SOURCE MATERIAL:
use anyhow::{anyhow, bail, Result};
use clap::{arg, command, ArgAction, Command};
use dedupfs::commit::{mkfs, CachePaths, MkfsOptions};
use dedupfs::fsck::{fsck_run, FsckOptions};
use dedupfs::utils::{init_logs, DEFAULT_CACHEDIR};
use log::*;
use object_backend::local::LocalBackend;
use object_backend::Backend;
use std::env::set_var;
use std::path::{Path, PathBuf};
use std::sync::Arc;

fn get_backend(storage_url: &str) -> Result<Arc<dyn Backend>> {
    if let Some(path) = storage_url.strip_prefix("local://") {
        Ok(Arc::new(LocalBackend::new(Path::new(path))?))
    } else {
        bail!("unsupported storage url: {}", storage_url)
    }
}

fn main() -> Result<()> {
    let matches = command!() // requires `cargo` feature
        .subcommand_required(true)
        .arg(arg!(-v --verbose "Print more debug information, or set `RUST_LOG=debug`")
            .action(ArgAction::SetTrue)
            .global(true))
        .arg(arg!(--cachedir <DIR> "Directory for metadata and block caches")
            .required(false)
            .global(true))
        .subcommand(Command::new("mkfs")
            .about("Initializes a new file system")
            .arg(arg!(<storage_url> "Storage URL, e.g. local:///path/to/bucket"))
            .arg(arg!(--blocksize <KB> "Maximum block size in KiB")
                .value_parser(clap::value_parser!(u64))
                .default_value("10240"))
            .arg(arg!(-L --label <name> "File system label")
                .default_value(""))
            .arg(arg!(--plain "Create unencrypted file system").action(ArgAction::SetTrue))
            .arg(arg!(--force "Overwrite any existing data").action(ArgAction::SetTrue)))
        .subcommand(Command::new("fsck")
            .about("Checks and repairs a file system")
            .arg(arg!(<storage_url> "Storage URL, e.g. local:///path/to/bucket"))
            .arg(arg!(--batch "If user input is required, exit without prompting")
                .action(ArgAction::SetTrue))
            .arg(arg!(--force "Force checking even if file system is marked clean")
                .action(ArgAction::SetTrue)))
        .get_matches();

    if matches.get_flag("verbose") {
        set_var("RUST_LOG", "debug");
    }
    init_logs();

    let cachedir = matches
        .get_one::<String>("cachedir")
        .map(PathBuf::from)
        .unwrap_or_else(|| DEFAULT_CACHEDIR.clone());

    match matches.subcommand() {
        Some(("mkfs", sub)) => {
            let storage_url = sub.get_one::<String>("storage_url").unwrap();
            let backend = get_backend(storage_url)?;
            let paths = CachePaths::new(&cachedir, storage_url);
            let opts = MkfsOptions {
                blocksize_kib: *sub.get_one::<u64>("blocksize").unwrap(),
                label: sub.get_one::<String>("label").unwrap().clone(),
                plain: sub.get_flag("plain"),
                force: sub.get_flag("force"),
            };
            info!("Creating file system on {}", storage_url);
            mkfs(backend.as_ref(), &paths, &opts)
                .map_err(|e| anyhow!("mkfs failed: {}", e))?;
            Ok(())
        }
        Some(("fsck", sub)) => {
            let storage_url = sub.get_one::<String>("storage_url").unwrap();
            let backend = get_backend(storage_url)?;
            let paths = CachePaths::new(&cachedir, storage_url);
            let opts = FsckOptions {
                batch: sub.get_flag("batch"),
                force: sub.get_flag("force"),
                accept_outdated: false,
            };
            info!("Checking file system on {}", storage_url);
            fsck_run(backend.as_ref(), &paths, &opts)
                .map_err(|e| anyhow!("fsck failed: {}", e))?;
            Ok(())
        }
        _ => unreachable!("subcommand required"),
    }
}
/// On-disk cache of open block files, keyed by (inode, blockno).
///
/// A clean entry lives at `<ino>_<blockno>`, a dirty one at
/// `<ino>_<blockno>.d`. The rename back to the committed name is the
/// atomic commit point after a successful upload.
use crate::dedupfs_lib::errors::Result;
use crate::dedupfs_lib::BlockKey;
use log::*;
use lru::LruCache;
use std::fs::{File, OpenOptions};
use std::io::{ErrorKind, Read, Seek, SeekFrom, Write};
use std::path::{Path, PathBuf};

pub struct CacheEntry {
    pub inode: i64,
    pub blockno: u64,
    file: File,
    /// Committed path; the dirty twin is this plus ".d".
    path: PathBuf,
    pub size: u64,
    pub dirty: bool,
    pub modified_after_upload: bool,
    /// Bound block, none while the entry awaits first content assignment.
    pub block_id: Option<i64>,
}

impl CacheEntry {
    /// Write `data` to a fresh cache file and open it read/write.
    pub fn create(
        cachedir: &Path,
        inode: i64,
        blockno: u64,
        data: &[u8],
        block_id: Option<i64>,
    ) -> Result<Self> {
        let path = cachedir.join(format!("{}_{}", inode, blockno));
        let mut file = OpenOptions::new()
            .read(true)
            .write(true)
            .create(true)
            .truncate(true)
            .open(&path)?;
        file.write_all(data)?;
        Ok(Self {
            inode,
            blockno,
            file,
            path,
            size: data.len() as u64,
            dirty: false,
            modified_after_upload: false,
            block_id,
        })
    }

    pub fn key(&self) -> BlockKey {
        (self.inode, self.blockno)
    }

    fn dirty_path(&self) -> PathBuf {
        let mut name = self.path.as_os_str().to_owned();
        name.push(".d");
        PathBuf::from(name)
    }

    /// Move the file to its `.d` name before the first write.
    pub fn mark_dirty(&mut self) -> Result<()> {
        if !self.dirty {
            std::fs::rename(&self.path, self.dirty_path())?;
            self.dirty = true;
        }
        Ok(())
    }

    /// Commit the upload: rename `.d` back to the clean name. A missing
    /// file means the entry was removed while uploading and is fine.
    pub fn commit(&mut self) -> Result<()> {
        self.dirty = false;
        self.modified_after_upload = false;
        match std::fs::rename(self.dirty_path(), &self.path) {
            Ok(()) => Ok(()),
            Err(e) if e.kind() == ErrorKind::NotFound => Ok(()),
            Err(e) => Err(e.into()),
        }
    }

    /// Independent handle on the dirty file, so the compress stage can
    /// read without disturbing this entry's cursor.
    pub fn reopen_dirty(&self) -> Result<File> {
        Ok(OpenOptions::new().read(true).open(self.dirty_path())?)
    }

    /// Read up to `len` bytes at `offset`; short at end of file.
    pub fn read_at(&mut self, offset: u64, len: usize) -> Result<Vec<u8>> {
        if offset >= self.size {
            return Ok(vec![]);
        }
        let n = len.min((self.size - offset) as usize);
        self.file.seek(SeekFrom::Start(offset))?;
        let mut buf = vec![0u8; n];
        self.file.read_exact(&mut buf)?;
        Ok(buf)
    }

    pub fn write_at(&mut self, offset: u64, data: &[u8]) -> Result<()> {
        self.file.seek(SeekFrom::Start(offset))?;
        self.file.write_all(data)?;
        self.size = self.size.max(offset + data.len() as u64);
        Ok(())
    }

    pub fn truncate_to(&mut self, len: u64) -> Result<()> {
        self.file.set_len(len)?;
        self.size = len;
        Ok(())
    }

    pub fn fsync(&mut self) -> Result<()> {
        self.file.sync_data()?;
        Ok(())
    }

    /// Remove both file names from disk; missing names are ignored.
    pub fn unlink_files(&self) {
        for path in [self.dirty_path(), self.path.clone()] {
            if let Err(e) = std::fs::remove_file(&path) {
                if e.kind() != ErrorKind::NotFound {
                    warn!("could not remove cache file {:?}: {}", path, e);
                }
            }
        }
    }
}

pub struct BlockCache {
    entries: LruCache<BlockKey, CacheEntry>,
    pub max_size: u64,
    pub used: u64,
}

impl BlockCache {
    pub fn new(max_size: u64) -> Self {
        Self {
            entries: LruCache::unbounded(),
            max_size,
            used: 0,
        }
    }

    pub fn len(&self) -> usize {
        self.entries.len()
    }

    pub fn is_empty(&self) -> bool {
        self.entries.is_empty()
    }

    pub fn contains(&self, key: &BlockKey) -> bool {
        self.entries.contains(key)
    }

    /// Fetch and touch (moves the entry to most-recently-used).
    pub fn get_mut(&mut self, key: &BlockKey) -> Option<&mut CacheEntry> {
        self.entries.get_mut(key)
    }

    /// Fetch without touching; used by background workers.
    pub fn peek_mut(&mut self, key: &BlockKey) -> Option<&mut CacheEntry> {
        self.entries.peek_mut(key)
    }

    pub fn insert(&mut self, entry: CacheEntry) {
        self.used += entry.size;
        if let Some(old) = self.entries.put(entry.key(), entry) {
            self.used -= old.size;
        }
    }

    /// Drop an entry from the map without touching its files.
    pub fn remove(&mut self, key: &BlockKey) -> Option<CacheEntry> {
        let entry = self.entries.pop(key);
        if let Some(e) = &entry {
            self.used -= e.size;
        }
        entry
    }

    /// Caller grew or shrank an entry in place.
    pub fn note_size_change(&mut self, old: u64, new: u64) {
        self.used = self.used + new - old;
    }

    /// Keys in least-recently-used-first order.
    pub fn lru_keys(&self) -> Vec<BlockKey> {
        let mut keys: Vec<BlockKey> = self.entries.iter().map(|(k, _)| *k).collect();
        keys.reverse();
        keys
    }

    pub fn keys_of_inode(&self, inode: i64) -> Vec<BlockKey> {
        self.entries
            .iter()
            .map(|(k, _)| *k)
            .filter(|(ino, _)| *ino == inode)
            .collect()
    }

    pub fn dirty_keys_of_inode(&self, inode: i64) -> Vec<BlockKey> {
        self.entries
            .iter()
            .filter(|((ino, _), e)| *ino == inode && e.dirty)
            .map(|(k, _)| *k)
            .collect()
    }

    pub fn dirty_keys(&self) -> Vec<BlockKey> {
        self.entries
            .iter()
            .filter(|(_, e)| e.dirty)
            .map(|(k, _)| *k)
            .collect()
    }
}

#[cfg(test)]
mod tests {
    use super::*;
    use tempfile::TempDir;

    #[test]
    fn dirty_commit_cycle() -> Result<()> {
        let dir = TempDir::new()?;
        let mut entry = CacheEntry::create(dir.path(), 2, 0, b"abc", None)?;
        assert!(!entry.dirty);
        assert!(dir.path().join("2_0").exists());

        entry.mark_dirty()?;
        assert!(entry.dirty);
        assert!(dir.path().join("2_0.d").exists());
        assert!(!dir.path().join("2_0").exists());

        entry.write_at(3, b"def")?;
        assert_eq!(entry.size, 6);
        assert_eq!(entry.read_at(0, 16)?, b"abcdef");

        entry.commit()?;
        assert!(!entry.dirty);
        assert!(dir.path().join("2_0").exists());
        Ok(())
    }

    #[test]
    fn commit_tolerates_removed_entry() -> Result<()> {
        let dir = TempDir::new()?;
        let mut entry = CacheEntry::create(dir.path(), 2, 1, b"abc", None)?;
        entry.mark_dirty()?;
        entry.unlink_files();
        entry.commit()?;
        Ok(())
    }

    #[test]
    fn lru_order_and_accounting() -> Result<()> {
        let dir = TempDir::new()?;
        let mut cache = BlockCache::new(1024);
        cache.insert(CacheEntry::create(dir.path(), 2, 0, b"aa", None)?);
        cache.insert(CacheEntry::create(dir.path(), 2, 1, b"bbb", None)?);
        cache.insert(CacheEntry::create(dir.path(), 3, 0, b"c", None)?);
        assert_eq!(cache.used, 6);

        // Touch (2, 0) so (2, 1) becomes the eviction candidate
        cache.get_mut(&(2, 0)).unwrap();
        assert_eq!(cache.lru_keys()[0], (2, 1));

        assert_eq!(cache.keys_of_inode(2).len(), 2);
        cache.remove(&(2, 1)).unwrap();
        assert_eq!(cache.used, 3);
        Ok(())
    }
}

--

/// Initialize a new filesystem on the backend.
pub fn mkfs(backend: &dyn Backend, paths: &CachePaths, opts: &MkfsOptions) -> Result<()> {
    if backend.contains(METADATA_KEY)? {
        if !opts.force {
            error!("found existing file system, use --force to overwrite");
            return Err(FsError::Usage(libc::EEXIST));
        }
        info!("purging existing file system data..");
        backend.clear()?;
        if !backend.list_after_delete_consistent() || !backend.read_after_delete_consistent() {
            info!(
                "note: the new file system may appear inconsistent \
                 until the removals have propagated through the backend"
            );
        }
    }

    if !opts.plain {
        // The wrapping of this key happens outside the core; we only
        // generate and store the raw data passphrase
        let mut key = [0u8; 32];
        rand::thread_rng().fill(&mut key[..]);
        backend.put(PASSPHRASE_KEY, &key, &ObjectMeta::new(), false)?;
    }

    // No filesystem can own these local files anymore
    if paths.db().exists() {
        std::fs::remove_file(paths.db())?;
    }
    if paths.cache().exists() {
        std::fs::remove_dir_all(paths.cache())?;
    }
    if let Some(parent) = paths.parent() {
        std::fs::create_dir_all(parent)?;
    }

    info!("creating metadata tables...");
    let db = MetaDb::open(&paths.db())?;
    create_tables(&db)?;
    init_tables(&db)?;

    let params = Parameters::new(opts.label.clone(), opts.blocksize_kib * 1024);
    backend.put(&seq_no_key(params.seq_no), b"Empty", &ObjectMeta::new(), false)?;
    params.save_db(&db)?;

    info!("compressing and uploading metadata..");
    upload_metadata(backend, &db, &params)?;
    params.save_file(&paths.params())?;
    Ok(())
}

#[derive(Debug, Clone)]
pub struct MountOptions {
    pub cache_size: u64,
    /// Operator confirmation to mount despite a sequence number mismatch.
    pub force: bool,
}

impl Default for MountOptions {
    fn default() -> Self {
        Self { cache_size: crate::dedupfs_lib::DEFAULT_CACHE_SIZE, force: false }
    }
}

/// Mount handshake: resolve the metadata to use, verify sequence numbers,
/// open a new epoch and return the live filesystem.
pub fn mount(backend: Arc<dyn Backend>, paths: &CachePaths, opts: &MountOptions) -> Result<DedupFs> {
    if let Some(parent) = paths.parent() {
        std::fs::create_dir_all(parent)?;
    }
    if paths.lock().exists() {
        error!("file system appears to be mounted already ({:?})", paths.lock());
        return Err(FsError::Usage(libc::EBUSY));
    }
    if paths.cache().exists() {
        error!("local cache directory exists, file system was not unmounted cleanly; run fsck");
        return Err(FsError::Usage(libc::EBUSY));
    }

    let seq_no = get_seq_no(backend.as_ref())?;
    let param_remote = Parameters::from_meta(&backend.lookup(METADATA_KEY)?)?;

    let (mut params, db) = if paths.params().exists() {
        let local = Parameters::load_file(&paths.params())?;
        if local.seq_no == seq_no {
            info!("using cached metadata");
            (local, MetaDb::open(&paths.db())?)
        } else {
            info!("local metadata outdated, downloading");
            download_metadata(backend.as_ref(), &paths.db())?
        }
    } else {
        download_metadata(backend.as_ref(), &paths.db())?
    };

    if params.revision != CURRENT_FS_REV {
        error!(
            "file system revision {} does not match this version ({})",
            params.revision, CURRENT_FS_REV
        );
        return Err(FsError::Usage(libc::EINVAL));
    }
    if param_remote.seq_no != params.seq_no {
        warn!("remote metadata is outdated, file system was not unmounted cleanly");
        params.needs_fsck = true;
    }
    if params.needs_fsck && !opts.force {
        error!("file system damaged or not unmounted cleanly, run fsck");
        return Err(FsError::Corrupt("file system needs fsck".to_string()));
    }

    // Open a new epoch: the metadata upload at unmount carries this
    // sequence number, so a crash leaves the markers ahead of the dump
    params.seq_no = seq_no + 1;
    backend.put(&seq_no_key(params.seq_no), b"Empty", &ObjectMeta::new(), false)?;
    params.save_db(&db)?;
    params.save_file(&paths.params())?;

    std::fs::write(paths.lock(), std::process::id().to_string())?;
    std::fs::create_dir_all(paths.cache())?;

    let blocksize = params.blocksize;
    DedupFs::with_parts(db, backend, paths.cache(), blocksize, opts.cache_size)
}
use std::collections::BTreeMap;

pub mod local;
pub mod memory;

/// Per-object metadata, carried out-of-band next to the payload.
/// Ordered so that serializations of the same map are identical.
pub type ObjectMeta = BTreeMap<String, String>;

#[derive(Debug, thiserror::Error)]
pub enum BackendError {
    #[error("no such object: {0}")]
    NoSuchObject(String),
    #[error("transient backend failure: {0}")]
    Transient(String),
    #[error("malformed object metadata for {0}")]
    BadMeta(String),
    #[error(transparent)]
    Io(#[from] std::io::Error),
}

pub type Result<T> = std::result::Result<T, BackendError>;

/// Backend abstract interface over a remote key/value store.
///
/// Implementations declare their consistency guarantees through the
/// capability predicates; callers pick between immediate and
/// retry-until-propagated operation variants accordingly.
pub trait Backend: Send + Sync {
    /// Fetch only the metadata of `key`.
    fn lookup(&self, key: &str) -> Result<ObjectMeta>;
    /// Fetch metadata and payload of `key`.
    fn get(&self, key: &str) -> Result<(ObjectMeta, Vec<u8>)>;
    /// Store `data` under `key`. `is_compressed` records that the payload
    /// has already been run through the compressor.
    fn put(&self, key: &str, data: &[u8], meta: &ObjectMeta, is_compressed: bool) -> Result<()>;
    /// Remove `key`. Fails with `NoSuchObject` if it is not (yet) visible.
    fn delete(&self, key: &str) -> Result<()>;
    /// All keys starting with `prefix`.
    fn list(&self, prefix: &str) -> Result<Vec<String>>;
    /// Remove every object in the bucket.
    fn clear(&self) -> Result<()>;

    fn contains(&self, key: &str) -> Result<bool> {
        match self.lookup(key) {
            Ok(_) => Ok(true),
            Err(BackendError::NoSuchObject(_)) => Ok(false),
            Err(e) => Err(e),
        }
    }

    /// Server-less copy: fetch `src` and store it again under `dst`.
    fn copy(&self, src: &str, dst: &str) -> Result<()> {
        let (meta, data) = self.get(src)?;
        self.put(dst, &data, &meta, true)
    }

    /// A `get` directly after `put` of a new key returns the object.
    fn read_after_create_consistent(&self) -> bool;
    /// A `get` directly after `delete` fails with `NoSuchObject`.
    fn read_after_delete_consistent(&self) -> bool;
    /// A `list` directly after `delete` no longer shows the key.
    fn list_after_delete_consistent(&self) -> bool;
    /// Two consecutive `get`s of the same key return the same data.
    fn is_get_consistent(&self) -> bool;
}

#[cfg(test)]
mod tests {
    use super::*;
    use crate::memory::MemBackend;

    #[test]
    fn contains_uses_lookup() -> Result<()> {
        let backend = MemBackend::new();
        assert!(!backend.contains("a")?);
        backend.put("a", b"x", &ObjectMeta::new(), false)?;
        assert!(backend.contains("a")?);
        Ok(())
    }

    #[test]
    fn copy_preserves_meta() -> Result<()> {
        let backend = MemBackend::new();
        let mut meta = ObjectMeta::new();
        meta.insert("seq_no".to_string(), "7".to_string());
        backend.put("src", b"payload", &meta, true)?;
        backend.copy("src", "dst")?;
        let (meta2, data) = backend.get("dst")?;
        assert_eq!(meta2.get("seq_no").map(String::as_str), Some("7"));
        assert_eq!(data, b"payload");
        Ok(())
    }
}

==

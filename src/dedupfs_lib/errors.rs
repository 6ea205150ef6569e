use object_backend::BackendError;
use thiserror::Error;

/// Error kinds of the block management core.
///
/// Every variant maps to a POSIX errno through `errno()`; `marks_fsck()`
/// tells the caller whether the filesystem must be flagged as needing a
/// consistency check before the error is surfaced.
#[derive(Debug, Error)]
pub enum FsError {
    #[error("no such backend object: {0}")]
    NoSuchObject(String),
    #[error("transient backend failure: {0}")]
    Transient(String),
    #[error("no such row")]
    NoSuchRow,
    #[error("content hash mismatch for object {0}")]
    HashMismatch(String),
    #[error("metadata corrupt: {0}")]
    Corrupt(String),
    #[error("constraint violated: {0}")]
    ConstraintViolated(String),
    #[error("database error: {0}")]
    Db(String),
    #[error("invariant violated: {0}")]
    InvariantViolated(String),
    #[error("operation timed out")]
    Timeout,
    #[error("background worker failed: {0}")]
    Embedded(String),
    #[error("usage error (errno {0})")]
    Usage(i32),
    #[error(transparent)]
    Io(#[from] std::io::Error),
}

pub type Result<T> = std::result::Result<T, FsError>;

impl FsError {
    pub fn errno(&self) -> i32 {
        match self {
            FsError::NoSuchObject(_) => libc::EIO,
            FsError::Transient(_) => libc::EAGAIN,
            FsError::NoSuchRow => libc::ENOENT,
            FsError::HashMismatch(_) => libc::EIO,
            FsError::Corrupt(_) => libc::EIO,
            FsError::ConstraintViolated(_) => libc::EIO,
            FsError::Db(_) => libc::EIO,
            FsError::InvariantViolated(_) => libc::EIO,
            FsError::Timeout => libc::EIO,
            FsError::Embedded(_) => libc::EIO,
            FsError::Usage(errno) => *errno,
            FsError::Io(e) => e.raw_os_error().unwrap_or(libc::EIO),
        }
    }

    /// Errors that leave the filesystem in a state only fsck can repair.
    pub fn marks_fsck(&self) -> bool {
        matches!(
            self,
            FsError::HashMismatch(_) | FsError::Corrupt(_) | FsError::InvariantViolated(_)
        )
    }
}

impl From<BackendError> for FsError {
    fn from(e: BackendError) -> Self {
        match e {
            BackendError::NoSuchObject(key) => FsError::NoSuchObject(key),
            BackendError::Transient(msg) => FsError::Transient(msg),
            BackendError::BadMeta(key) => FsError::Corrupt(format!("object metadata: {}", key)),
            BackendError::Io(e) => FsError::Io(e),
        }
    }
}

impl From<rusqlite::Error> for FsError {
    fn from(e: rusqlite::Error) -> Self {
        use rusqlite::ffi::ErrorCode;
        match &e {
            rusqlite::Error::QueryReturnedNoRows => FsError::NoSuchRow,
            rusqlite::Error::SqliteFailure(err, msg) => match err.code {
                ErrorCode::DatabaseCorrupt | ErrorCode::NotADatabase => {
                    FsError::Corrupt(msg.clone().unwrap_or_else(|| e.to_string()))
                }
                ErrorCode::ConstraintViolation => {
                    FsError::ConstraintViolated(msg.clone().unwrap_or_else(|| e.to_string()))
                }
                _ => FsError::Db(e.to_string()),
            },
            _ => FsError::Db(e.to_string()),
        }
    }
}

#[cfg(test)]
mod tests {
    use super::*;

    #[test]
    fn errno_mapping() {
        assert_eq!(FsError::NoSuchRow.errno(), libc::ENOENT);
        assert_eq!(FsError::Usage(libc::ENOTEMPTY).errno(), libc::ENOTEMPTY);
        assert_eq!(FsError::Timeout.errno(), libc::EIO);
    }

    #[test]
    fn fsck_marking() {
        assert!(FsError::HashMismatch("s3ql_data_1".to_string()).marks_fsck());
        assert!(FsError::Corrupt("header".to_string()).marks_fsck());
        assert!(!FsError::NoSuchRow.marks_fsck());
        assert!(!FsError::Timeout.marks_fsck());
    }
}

WORK INSTRUCTION:
Copy each line of the listing above that includes the word "rename".

PROBLEM SOLUTION:
/// `<ino>_<blockno>.d`. The rename back to the committed name is the
            std::fs::rename(&self.path, self.dirty_path())?;
    /// Commit the upload: rename `.d` back to the clean name. A missing
        match std::fs::rename(self.dirty_path(), &self.path) {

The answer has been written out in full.